Kidney insufficiency is associated with increased morbidity and mortality, decreased quality of life and large financial costs for the health care system.
Evidence suggest that the source of protein may inflect the progression of the kidney disease where soy protein has shown a positive effect on estimated glomerular filtration rate and proteinuria amongst both diabetic and non-diabetic patients with nephropathy.
The study design is a 6-week, non-blinded cluster randomized, controlled, cross-over study with two intervention periods of each 14 days. Between interventions there is a washout period of 14 days. The participants are randomized to follow either a diet high in plant protein (HPPD) or a diet high in animal protein (HAPD). The diet plans are individualized to accommodate the participants energy requirements. Given the high amount of protein in the diets they are supplemented with either soy protein powder or beef protein powder. To measure primary and secondary endpoint, the participants are instructed to collect two times 24-hour urine sample at the first baseline, after 14 days and after 42 days. Blood samples are collected at the first baseline, after 14 days, at the second baseline and after 42 days.
To gain enough statistical power a minimum of 16 participants should be included. To accommodate a drop-out rate of 25%, 20 participants should be enrolled.
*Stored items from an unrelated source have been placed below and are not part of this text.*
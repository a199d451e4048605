//! Classifier inference: the `Classifier` contract, artifact-backed models,
//! and the hot-swappable handle the pipeline reads from.

pub mod artifact;
pub mod handle;
pub mod models;
pub mod stacking;
pub mod traits;

pub use artifact::ModelArtifact;
pub use handle::ModelHandle;
pub use models::{DecisionTree, DenseLayer, ForestModel, LogisticModel, MlpModel, TreeNode};
pub use stacking::StackingModel;
pub use traits::Classifier;
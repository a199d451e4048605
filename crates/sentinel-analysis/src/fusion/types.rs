//! Verdict types produced by the fusion engine.

use serde::{Deserialize, Serialize};

use crate::language::Language;

/// Risk tier. `Critical > High > Medium > Low`; `Invalid` is off the scale.
#[derive(Debug, Clone, Copy, PartialEq, Eq, Hash, Serialize, Deserialize)]
#[serde(rename_all = "SCREAMING_SNAKE_CASE")]
pub enum RiskLevel {
    Low,
    Medium,
    High,
    Critical,
    Invalid,
}

impl RiskLevel {
    /// Ordinal position on the risk scale; `None` for `Invalid`.
    pub fn rank(&self) -> Option<u8> {
        match self {
            RiskLevel::Low => Some(0),
            RiskLevel::Medium => Some(1),
            RiskLevel::High => Some(2),
            RiskLevel::Critical => Some(3),
            RiskLevel::Invalid => None,
        }
    }

    pub fn as_str(&self) -> &'static str {
        match self {
            RiskLevel::Low => "LOW",
            RiskLevel::Medium => "MEDIUM",
            RiskLevel::High => "HIGH",
            RiskLevel::Critical => "CRITICAL",
            RiskLevel::Invalid => "INVALID",
        }
    }
}

impl std::fmt::Display for RiskLevel {
    fn fmt(&self, f: &mut std::fmt::Formatter<'_>) -> std::fmt::Result {
        f.write_str(self.as_str())
    }
}

/// Severity attached to a pattern-table entry.
#[derive(Debug, Clone, Copy, PartialEq, Eq, PartialOrd, Ord, Hash, Serialize, Deserialize)]
#[serde(rename_all = "lowercase")]
pub enum Severity {
    Low,
    Medium,
    High,
    Critical,
}

impl Severity {
    pub fn parse(s: &str) -> Option<Severity> {
        match s.to_ascii_lowercase().as_str() {
            "low" => Some(Severity::Low),
            "medium" => Some(Severity::Medium),
            "high" => Some(Severity::High),
            "critical" => Some(Severity::Critical),
            _ => None,
        }
    }
}

/// One pattern hit on one source line.
#[derive(Debug, Clone, PartialEq, Serialize, Deserialize)]
pub struct LineFinding {
    /// 1-based.
    pub line: usize,
    pub pattern: String,
    pub severity: Severity,
    pub description: String,
    pub cwe: Option<String>,
    pub snippet: String,
}

#[derive(Debug, Clone, PartialEq, Serialize, Deserialize)]
pub struct VerdictMetadata {
    /// Distinct features before schema alignment; 0 when parsing failed.
    pub nodes_scanned: usize,
    pub language_confidence: f64,
    /// The classifier failed and a pseudo-probability was used.
    pub classifier_fallback: bool,
    /// Matched patterns, in table order.
    pub matched_keywords: Vec<String>,
}

/// The final analysis outcome returned to callers.
#[derive(Debug, Clone, PartialEq, Serialize, Deserialize)]
pub struct ScanVerdict {
    pub malicious: bool,
    pub risk_level: RiskLevel,
    /// In `[0, 100]`, one decimal place.
    pub confidence: f64,
    pub reason: String,
    pub language: Language,
    pub line_findings: Vec<LineFinding>,
    pub metadata: VerdictMetadata,
}
//! Parser errors.

use super::error_code::{self, SentinelErrorCode};

/// Errors that can occur while parsing a snippet.
///
/// The analysis path never propagates these; they back `parse_detailed`
/// diagnostics and grammar-registry startup logging.
#[derive(Debug, Clone, PartialEq, Eq, thiserror::Error)]
pub enum ParseError {
    #[error("Grammar unavailable for language: {language}")]
    GrammarUnavailable { language: String },

    #[error("Failed to load grammar for {language}: {message}")]
    GrammarInit { language: String, message: String },

    #[error("Tree-sitter produced no tree for {language}")]
    NoTree { language: String },

    #[error("Syntax errors in {language} source: {error_count} error node(s), first at line {line}")]
    Syntax {
        language: String,
        error_count: u32,
        line: u32,
    },
}

impl SentinelErrorCode for ParseError {
    fn error_code(&self) -> &'static str {
        match self {
            Self::GrammarUnavailable { .. } | Self::GrammarInit { .. } => {
                error_code::GRAMMAR_UNAVAILABLE
            }
            _ => error_code::PARSE_ERROR,
        }
    }
}
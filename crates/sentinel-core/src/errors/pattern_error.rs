//! Pattern-table errors.

use super::error_code::{self, SentinelErrorCode};

/// Errors that can occur while loading the dangerous-pattern table.
#[derive(Debug, thiserror::Error)]
pub enum PatternError {
    #[error("Pattern table parse error: {0}")]
    InvalidTable(String),

    #[error("Empty pattern at index {index}")]
    EmptyPattern { index: usize },

    #[error("Unknown severity '{severity}' for pattern '{pattern}'")]
    UnknownSeverity { pattern: String, severity: String },

    #[error("Matcher construction failed: {0}")]
    MatcherBuild(String),
}

impl SentinelErrorCode for PatternError {
    fn error_code(&self) -> &'static str {
        error_code::PATTERN_ERROR
    }
}
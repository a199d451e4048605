//! Configuration system for Sentinel.
//! TOML-based, layered resolution: CLI > env > project > user > defaults.

pub mod admission_config;
pub mod corpus_config;
pub mod fusion_config;
pub mod model_config;
pub mod sentinel_config;

pub use admission_config::AdmissionConfig;
pub use corpus_config::CorpusConfig;
pub use fusion_config::FusionConfig;
pub use model_config::ModelConfig;
pub use sentinel_config::{CliOverrides, SentinelConfig};
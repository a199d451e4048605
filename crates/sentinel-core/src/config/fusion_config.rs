//! Risk-fusion configuration.

use std::path::PathBuf;

use serde::{Deserialize, Serialize};

use crate::constants::{
    DEFAULT_FALLBACK_CLEAN_PROBABILITY, DEFAULT_FALLBACK_CONFIDENCE,
    DEFAULT_FALLBACK_KEYWORD_PROBABILITY, DEFAULT_HIGH_THRESHOLD, DEFAULT_MEDIUM_THRESHOLD,
    DEFAULT_SNIPPET_MAX_CHARS,
};

/// Thresholds and fallbacks for the tiered risk policy.
#[derive(Debug, Clone, Serialize, Deserialize, Default)]
#[serde(default)]
pub struct FusionConfig {
    /// `p_malicious` strictly above this is HIGH. Default: 0.85.
    pub high_threshold: Option<f64>,
    /// `p_malicious` strictly above this is at least MEDIUM. Default: 0.40.
    pub medium_threshold: Option<f64>,
    /// Fallback probability when the classifier fails and a keyword matched. Default: 0.5.
    pub fallback_keyword_probability: Option<f64>,
    /// Fallback probability when the classifier fails and nothing matched. Default: 0.1.
    pub fallback_clean_probability: Option<f64>,
    /// Confidence reported on fallback (0-100). Default: 50.0.
    pub fallback_confidence: Option<f64>,
    /// Maximum snippet length in line findings. Default: 120.
    pub snippet_max_chars: Option<usize>,
    /// Replaces the built-in pattern table when set.
    pub patterns_path: Option<PathBuf>,
}

impl FusionConfig {
    pub fn effective_high_threshold(&self) -> f64 {
        self.high_threshold.unwrap_or(DEFAULT_HIGH_THRESHOLD)
    }

    pub fn effective_medium_threshold(&self) -> f64 {
        self.medium_threshold.unwrap_or(DEFAULT_MEDIUM_THRESHOLD)
    }

    pub fn effective_fallback_keyword_probability(&self) -> f64 {
        self.fallback_keyword_probability
            .unwrap_or(DEFAULT_FALLBACK_KEYWORD_PROBABILITY)
    }

    pub fn effective_fallback_clean_probability(&self) -> f64 {
        self.fallback_clean_probability
            .unwrap_or(DEFAULT_FALLBACK_CLEAN_PROBABILITY)
    }

    pub fn effective_fallback_confidence(&self) -> f64 {
        self.fallback_confidence.unwrap_or(DEFAULT_FALLBACK_CONFIDENCE)
    }

    pub fn effective_snippet_max_chars(&self) -> usize {
        self.snippet_max_chars.unwrap_or(DEFAULT_SNIPPET_MAX_CHARS)
    }
}
//! Comment and docstring blanking.
//!
//! Keyword checks must not fire on prose, so comment nodes and docstring
//! statements are overwritten with spaces. Newlines survive, which keeps
//! every line number stable for the line scan.

use crate::language::Language;
use crate::parsers::AstNode;

/// Kinds a single-string expression statement may hold to count as a docstring.
const STRING_KINDS: &[&str] = &[
    "string",
    "string_literal",
    "concatenated_string",
    "interpreted_string_literal",
    "raw_string_literal",
    "encapsed_string",
];

/// Descendant kinds that evaluate code inside a string literal: Python and
/// Ruby `interpolation`, JS `template_substitution`, PHP variables and
/// expressions embedded in `encapsed_string`.
const INTERPOLATION_KINDS: &[&str] = &[
    "interpolation",
    "template_substitution",
    "variable_name",
    "dynamic_variable_name",
    "member_access_expression",
    "member_call_expression",
    "function_call_expression",
    "subscript_expression",
];

/// Blank every comment and docstring in `code`, as located in `tree`.
pub fn sanitize(code: &str, tree: &AstNode, language: Language) -> String {
    let mut ranges = Vec::new();
    collect_blank_ranges(tree, language, &mut ranges);
    if ranges.is_empty() {
        return code.to_string();
    }

    let mut bytes = code.as_bytes().to_vec();
    for (start, end) in ranges {
        let end = end.min(bytes.len());
        for b in bytes.iter_mut().take(end).skip(start) {
            if *b != b'\n' && *b != b'\r' {
                *b = b' ';
            }
        }
    }
    // Ranges follow node boundaries, so no multi-byte character is split.
    String::from_utf8(bytes).unwrap_or_else(|e| String::from_utf8_lossy(e.as_bytes()).into_owned())
}

fn collect_blank_ranges(tree: &AstNode, language: Language, out: &mut Vec<(usize, usize)>) {
    let mut stack = vec![tree];
    while let Some(node) = stack.pop() {
        if node.is_comment() {
            push_span(node, out);
            continue;
        }
        let mut first_statement = true;
        for child in &node.children {
            if child.is_comment() {
                push_span(child, out);
                continue;
            }
            if is_string_statement(child) && (first_statement || language == Language::Python) {
                push_span(child, out);
            } else {
                stack.push(child);
            }
            if child.named {
                first_statement = false;
            }
        }
    }
}

/// An expression statement consisting of nothing but one plain string
/// literal. Interpolated strings run code and never count.
fn is_string_statement(node: &AstNode) -> bool {
    if node.kind != "expression_statement" {
        return false;
    }
    let mut named = node.children.iter().filter(|c| c.named && !c.is_comment());
    match (named.next(), named.next()) {
        (Some(only), None) => {
            STRING_KINDS.contains(&only.kind.as_str())
                && !only
                    .preorder()
                    .any(|n| INTERPOLATION_KINDS.contains(&n.kind.as_str()))
        }
        _ => false,
    }
}

fn push_span(node: &AstNode, out: &mut Vec<(usize, usize)>) {
    if let Some(span) = node.position {
        out.push((span.start_byte, span.end_byte));
    }
}

#[cfg(test)]
mod tests {
    use super::*;
    use crate::parsers::ParserRegistry;

    fn run(code: &str, language: Language) -> String {
        let registry = ParserRegistry::new();
        let tree = registry.parse(code, language).unwrap();
        sanitize(code, &tree, language)
    }

    #[test]
    fn python_comments_and_docstrings_are_blanked() {
        let code = "\"\"\"os.system docs\"\"\"\ndef f():\n    \"\"\"eval( here\"\"\"\n    x = 1  # exec(\n    return x\n";
        let clean = run(code, Language::Python);
        assert!(!clean.contains("os.system"));
        assert!(!clean.contains("eval("));
        assert!(!clean.contains("exec("));
        assert!(clean.contains("x = 1"));
        assert_eq!(clean.len(), code.len());
        assert_eq!(clean.lines().count(), code.lines().count());
    }

    #[test]
    fn string_arguments_are_kept() {
        let code = "run(\"rm -rf /\")\n";
        assert_eq!(run(code, Language::Python), code);
    }

    #[test]
    fn interpolated_strings_are_kept() {
        let py = "f\"{os.system('ls')}\"\n";
        assert_eq!(run(py, Language::Python), py);

        let js = "`${eval(x)}`;\n";
        assert_eq!(run(js, Language::JavaScript), js);

        let plain = "\"just prose about eval(\";\n";
        assert!(!run(plain, Language::JavaScript).contains("eval("));
    }

    #[test]
    fn javascript_block_comment_keeps_newlines() {
        let code = "/* eval(\n   x */\nlet y = 2;\n";
        let clean = run(code, Language::JavaScript);
        assert!(!clean.contains("eval("));
        assert_eq!(clean.lines().nth(2), Some("let y = 2;"));
    }
}
//! Classifier trait: the inference contract every model implements.

use sentinel_core::errors::ClassifierError;

use crate::features::AlignedVector;

/// A trained binary classifier over aligned feature vectors.
pub trait Classifier: Send + Sync {
    /// `[p_benign, p_malicious]` for one sample.
    fn predict_proba(&self, input: &AlignedVector) -> Result<[f64; 2], ClassifierError>;

    /// Input width this model was trained on.
    fn expected_inputs(&self) -> usize;

    /// Short model-family name for logs (`logistic`, `forest`, ...).
    fn kind(&self) -> &'static str;
}

/// Reject inputs whose width does not match the model.
pub(crate) fn check_width(expected: usize, input: &AlignedVector) -> Result<(), ClassifierError> {
    if input.len() != expected {
        return Err(ClassifierError::ShapeMismatch {
            expected,
            actual: input.len(),
        });
    }
    Ok(())
}

/// Turn a malicious-class probability into the two-class output.
pub(crate) fn two_class(p_malicious: f64) -> Result<[f64; 2], ClassifierError> {
    if !p_malicious.is_finite() {
        return Err(ClassifierError::NonFinite);
    }
    let p = p_malicious.clamp(0.0, 1.0);
    Ok([1.0 - p, p])
}

pub(crate) fn sigmoid(z: f64) -> f64 {
    1.0 / (1.0 + (-z).exp())
}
|Study Type :||Interventional (Clinical Trial)|
|Estimated Enrollment :||20 participants|
|Intervention Model:||Crossover Assignment|
|Masking:||None (Open Label)|
|Official Title:||Dietary Protein Quality and Quantity: Effects of a High Protein Plant-based Diet on Proteinuria Among Patients With Nephropathy - A Randomized Cross-over Trial|
|Actual Study Start Date :||August 15, 2019|
|Estimated Primary Completion Date :||March 2020|
|Estimated Study Completion Date :||July 2020|
Placebo Comparator: High Animal Protein Diet (HAPD)
Consuming a diet high in protein primarily from animal origin.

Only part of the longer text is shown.